▶ [Provided entries]:
------------------------------------

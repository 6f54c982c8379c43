use anyhow::{bail, Context, Result};
use clap::Subcommand;
use synthalert_alerting::coordinator::{RuleDraft, RuleSetCoordinator};
use synthalert_alerting::storage::RulerClient;
use synthalert_common::{
    default_alert_rules, default_rule_set, render_rule, AlertFamily, AlertRule, AlertSensitivity,
    WireAlertRule,
};

use super::helpers;
use crate::output::{
    confirm, family_cell, print_json, print_rule_group, print_saved, print_success, rules_table,
    sensitivity_cell, spinner, theme, OutputMode,
};

#[derive(Subcommand)]
pub enum RulesCmd {
    /// List the alert rules stored in the ruler
    List,
    Show(ShowArgs),
    /// Print the default rule set without contacting the ruler
    Defaults,
    /// Print the full rule group a save would send
    Render,
    Populate(PopulateArgs),
    Edit(EditArgs),
    Add(AddArgs),
    Delete(DeleteArgs),
    Reset(ResetArgs),
}

/// Picks one loaded rule by name.
#[derive(clap::Args)]
pub struct RuleSelector {
    #[arg(help = "Alert rule name")]
    pub(crate) name: String,
    #[arg(long, help = "Which of several rules sharing the name, counting from 1")]
    pub(crate) nth: Option<usize>,
}

impl RuleSelector {
    fn index(&self, coordinator: &RuleSetCoordinator) -> Result<usize> {
        helpers::rule_index(coordinator, &self.name, self.nth)
    }
}

#[derive(clap::Args)]
pub struct ShowArgs {
    #[command(flatten)]
    rule: RuleSelector,
}

#[derive(clap::Args)]
pub struct PopulateArgs {
    #[arg(long, help = "Skip confirmation prompt")]
    yes: bool,
    #[arg(long, help = "Print the resulting rules instead of saving")]
    dry_run: bool,
}

/// Field changes shared by `edit` and `add`.
#[derive(clap::Args, Default)]
pub struct RuleChanges {
    #[arg(long = "name", help = "New alert name")]
    pub(crate) new_name: Option<String>,
    #[arg(long, help = "Threshold compared against the family metric")]
    pub(crate) threshold: Option<f64>,
    #[arg(long = "for", value_name = "WINDOW", help = "Evaluation window, e.g. 5m or 2s")]
    pub(crate) window: Option<String>,
    #[arg(long = "label", value_name = "NAME=VALUE")]
    pub(crate) labels: Vec<String>,
    #[arg(long = "remove-label", value_name = "NAME")]
    pub(crate) remove_labels: Vec<String>,
    #[arg(long = "annotation", value_name = "NAME=VALUE")]
    pub(crate) annotations: Vec<String>,
    #[arg(long = "remove-annotation", value_name = "NAME")]
    pub(crate) remove_annotations: Vec<String>,
    #[arg(long)]
    pub(crate) summary: Option<String>,
    #[arg(long)]
    pub(crate) description: Option<String>,
}

#[derive(clap::Args)]
pub struct EditArgs {
    #[command(flatten)]
    pub(crate) rule: RuleSelector,
    #[command(flatten)]
    changes: RuleChanges,
    #[arg(long, help = "Print the resulting rules instead of saving")]
    dry_run: bool,
}

#[derive(clap::Args)]
pub struct AddArgs {
    #[arg(long, required_unless_present = "expr", conflicts_with = "expr")]
    family: Option<AlertFamily>,
    #[arg(long, default_value_t = AlertSensitivity::Medium)]
    sensitivity: AlertSensitivity,
    #[arg(long, requires = "new_name", help = "Verbatim PromQL expression")]
    expr: Option<String>,
    #[command(flatten)]
    changes: RuleChanges,
    #[arg(long, help = "Print the resulting rules instead of saving")]
    dry_run: bool,
}

#[derive(clap::Args)]
pub struct DeleteArgs {
    #[command(flatten)]
    rule: RuleSelector,
    #[arg(long, help = "Skip confirmation prompt")]
    yes: bool,
    #[arg(long, help = "Print the resulting rules instead of saving")]
    dry_run: bool,
}

#[derive(clap::Args)]
pub struct ResetArgs {
    #[command(flatten)]
    rule: RuleSelector,
    #[arg(long, help = "Print the resulting rules instead of saving")]
    dry_run: bool,
}

impl RuleChanges {
    pub(crate) fn apply(&self, draft: &mut RuleDraft) -> Result<()> {
        if let Some(name) = &self.new_name {
            draft.rename(name.as_str());
        }
        if let Some(threshold) = self.threshold {
            draft.set_threshold(threshold);
        }
        if let Some(window) = &self.window {
            draft.set_window_str(window)?;
        }
        for raw in &self.labels {
            let (name, value) = helpers::parse_pair(raw)?;
            draft.set_label(&name, value);
        }
        for name in &self.remove_labels {
            if !draft.remove_label(name) {
                bail!("rule has no label '{name}'");
            }
        }
        for raw in &self.annotations {
            let (name, value) = helpers::parse_pair(raw)?;
            draft.set_annotation(&name, value);
        }
        for name in &self.remove_annotations {
            if !draft.remove_annotation(name) {
                bail!("rule has no annotation '{name}'");
            }
        }
        if let Some(summary) = &self.summary {
            draft.rule_mut().summary = Some(summary.clone());
        }
        if let Some(description) = &self.description {
            draft.rule_mut().description = Some(description.clone());
        }
        Ok(())
    }
}

pub async fn execute(
    cmd: RulesCmd,
    mode: OutputMode,
    ruler: Option<String>,
    config_path: Option<String>,
) -> Result<()> {
    let connect = || helpers::connect(ruler.as_deref(), config_path.as_deref());

    match cmd {
        RulesCmd::Defaults => defaults(mode),
        RulesCmd::List => {
            let (mut coordinator, client) = connect()?;
            load(&mut coordinator, &client, mode).await?;
            list(&coordinator, mode)
        }
        RulesCmd::Show(args) => {
            let (mut coordinator, client) = connect()?;
            load(&mut coordinator, &client, mode).await?;
            show(&coordinator, args, mode)
        }
        RulesCmd::Render => {
            let (mut coordinator, client) = connect()?;
            load(&mut coordinator, &client, mode).await?;
            print_rule_group(&coordinator.wire_rules()?, mode)
        }
        RulesCmd::Populate(args) => {
            let (mut coordinator, client) = connect()?;
            populate(&mut coordinator, &client, args, mode).await
        }
        RulesCmd::Edit(args) => {
            let (mut coordinator, client) = connect()?;
            edit(&mut coordinator, &client, args, mode).await
        }
        RulesCmd::Add(args) => {
            let (mut coordinator, client) = connect()?;
            add(&mut coordinator, &client, args, mode).await
        }
        RulesCmd::Delete(args) => {
            let (mut coordinator, client) = connect()?;
            delete(&mut coordinator, &client, args, mode).await
        }
        RulesCmd::Reset(args) => {
            let (mut coordinator, client) = connect()?;
            reset(&mut coordinator, &client, args, mode).await
        }
    }
}

async fn load(
    coordinator: &mut RuleSetCoordinator,
    client: &RulerClient,
    mode: OutputMode,
) -> Result<()> {
    let sp = match mode {
        OutputMode::Human => Some(spinner::create("Fetching alert rules...")),
        OutputMode::Json => None,
    };

    let result = coordinator.load(client).await;

    if let Some(sp) = sp {
        match &result {
            Ok(_) => spinner::finish_clear(&sp),
            Err(_) => spinner::finish_err(&sp, "Could not fetch alert rules"),
        }
    }

    result.context("fetching alert rules")?;
    Ok(())
}

async fn save(
    coordinator: &mut RuleSetCoordinator,
    client: &RulerClient,
    dry_run: bool,
    mode: OutputMode,
    done: &str,
) -> Result<()> {
    if dry_run {
        return print_rule_group(&coordinator.wire_rules()?, mode);
    }

    let sp = match mode {
        OutputMode::Human => Some(spinner::create("Saving alert rules...")),
        OutputMode::Json => None,
    };

    let result = coordinator.submit(client).await;

    if let Some(sp) = sp {
        match &result {
            Ok(()) => spinner::finish_ok(&sp, done),
            Err(_) => spinner::finish_err(&sp, "Could not save alert rules"),
        }
    }
    result.context("saving alert rules")?;
    print_saved(coordinator.rules().len(), mode)
}

fn rendered(rules: &[AlertRule]) -> Result<Vec<WireAlertRule>> {
    rules
        .iter()
        .map(|r| render_rule(r).with_context(|| format!("rendering rule '{}'", r.name)))
        .collect()
}

fn list(coordinator: &RuleSetCoordinator, mode: OutputMode) -> Result<()> {
    let rules = coordinator.rules();
    match mode {
        OutputMode::Json => print_json(&rendered(rules)?)?,
        OutputMode::Human => {
            if rules.is_empty() {
                print_success("No alert rules defined");
                theme::print_dim("  Run `synthalert rules populate` to create the defaults.");
                return Ok(());
            }
            theme::print_header("Alert Rules");
            println!("{}", rules_table(rules));
        }
    }
    Ok(())
}

fn show(coordinator: &RuleSetCoordinator, args: ShowArgs, mode: OutputMode) -> Result<()> {
    let rule = &coordinator.rules()[args.rule.index(coordinator)?];
    let wire = render_rule(rule)?;

    match mode {
        OutputMode::Json => print_json(&wire)?,
        OutputMode::Human => {
            theme::print_header(&wire.alert);
            theme::print_kv("Family", &family_cell(rule));
            theme::print_kv("Sensitivity", &sensitivity_cell(rule));
            theme::print_kv("Expr", &wire.expr);
            theme::print_kv("For", &wire.for_duration);

            theme::print_label_set("Labels", &wire.labels);
            theme::print_label_set("Annotations", &wire.annotations);
            println!();
        }
    }
    Ok(())
}

fn defaults(mode: OutputMode) -> Result<()> {
    match mode {
        OutputMode::Json => print_json(&default_rule_set()?)?,
        OutputMode::Human => {
            theme::print_header("Default Alert Rules");
            println!("{}", rules_table(&default_alert_rules()));
        }
    }
    Ok(())
}

async fn populate(
    coordinator: &mut RuleSetCoordinator,
    client: &RulerClient,
    args: PopulateArgs,
    mode: OutputMode,
) -> Result<()> {
    let msg = "Replace all family alert rules with their defaults?";
    if !confirm::proceed(mode, args.yes, args.dry_run, msg) {
        return Ok(());
    }

    load(coordinator, client, mode).await?;
    coordinator.populate_defaults()?;
    save(coordinator, client, args.dry_run, mode, "Default alert rules saved").await
}

async fn edit(
    coordinator: &mut RuleSetCoordinator,
    client: &RulerClient,
    args: EditArgs,
    mode: OutputMode,
) -> Result<()> {
    load(coordinator, client, mode).await?;
    let index = args.rule.index(coordinator)?;

    let mut draft = coordinator.open_rule_at(index)?;
    args.changes.apply(&mut draft)?;
    coordinator.confirm_edit(draft)?;

    let done = format!("Rule '{}' updated", args.rule.name);
    save(coordinator, client, args.dry_run, mode, &done).await
}

async fn add(
    coordinator: &mut RuleSetCoordinator,
    client: &RulerClient,
    args: AddArgs,
    mode: OutputMode,
) -> Result<()> {
    load(coordinator, client, mode).await?;

    let mut draft = match (&args.expr, args.family) {
        (Some(expr), _) => coordinator.new_rule_from(AlertRule::custom("", expr.as_str()))?,
        (None, Some(family)) => coordinator.new_rule(family, args.sensitivity)?,
        (None, None) => bail!("either --family or --expr is required"),
    };
    args.changes.apply(&mut draft)?;
    let name = draft.rule().name.clone();
    coordinator.confirm_edit(draft)?;

    let done = format!("Rule '{name}' added");
    save(coordinator, client, args.dry_run, mode, &done).await
}

async fn delete(
    coordinator: &mut RuleSetCoordinator,
    client: &RulerClient,
    args: DeleteArgs,
    mode: OutputMode,
) -> Result<()> {
    let msg = format!("Delete alert rule '{}'?", args.rule.name);
    if !confirm::proceed(mode, args.yes, args.dry_run, &msg) {
        return Ok(());
    }

    load(coordinator, client, mode).await?;
    let index = args.rule.index(coordinator)?;
    coordinator.remove_rule_at(index)?;

    let done = format!("Rule '{}' deleted", args.rule.name);
    save(coordinator, client, args.dry_run, mode, &done).await
}

async fn reset(
    coordinator: &mut RuleSetCoordinator,
    client: &RulerClient,
    args: ResetArgs,
    mode: OutputMode,
) -> Result<()> {
    load(coordinator, client, mode).await?;
    let index = args.rule.index(coordinator)?;
    coordinator.reset_rule_at(index)?;

    let done = format!("Rule '{}' reset to default", args.rule.name);
    save(coordinator, client, args.dry_run, mode, &done).await
}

------------------------------------

▶ [Required work]: If a line in the listing holds the word "None", list that line.

▶ [Worked solution]:
        OutputMode::Json => None,
        OutputMode::Json => None,
        (None, Some(family)) => coordinator.new_rule(family, args.sensitivity)?,
        (None, None) => bail!("either --family or --expr is required"),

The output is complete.